Exercise description: Tell how many lines in the following entries include the word "StatusNotice", giving the figure alone.

[Records from a data collection]

···

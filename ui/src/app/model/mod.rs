use crate::app::history_state::HistoryState;
use crate::components::common::{ComponentId, Msg};
use crate::components::status_bar::StatusNotice;
use crate::error::ErrorReporter;
use paging::TaskPool;
use std::sync::mpsc::{Receiver, Sender};
use tuirealm::event::NoUserEvent;
use tuirealm::terminal::{TerminalAdapter, TerminalBridge};
use tuirealm::{Application, Update};

// Submodules
mod history_updates;
mod initialization;
mod state_management;
mod update_handler;

/// Application model
pub struct Model<T>
where
    T: TerminalAdapter,
{
    /// Application
    pub app: Application<ComponentId, Msg, NoUserEvent>,
    /// Indicates that the application must quit
    pub quit: bool,
    /// Tells whether to redraw interface
    pub redraw: bool,
    /// Used to draw to terminal
    pub terminal: TerminalBridge<T>,

    pub taskpool: TaskPool,
    pub tx_to_main: Sender<Msg>,
    pub rx_to_main: Receiver<Msg>,

    /// The paginated history of the current conversation
    pub history: HistoryState,
    /// Last warning or error shown in the status bar
    pub notice: Option<StatusNotice>,

    pub error_reporter: ErrorReporter,
}

impl<T> Model<T>
where
    T: TerminalAdapter,
{
    pub fn set_redraw(&mut self, redraw: bool) {
        self.redraw = redraw;
    }

    pub fn set_quit(&mut self, quit: bool) {
        self.quit = quit;
    }

    /// Handle messages sent from background tasks and apply finished fetches
    pub fn update_outside_msg(&mut self) {
        while let Ok(msg) = self.rx_to_main.try_recv() {
            let mut msg = Some(msg);
            while msg.is_some() {
                msg = self.update(msg);
            }
        }

        self.apply_settlements();
    }

    /// Shutdown the application and clean up resources
    pub fn shutdown(&mut self) {
        log::info!("Shutting down application");

        // Settlements still in flight are dropped from here on
        self.history.dispose();
        self.taskpool.shutdown();

        self.quit = true;
    }
}

impl<T> Update<Msg> for Model<T>
where
    T: TerminalAdapter,
{
    fn update(&mut self, msg: Option<Msg>) -> Option<Msg> {
        self.handle_update(msg)
    }
}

···

Output: 2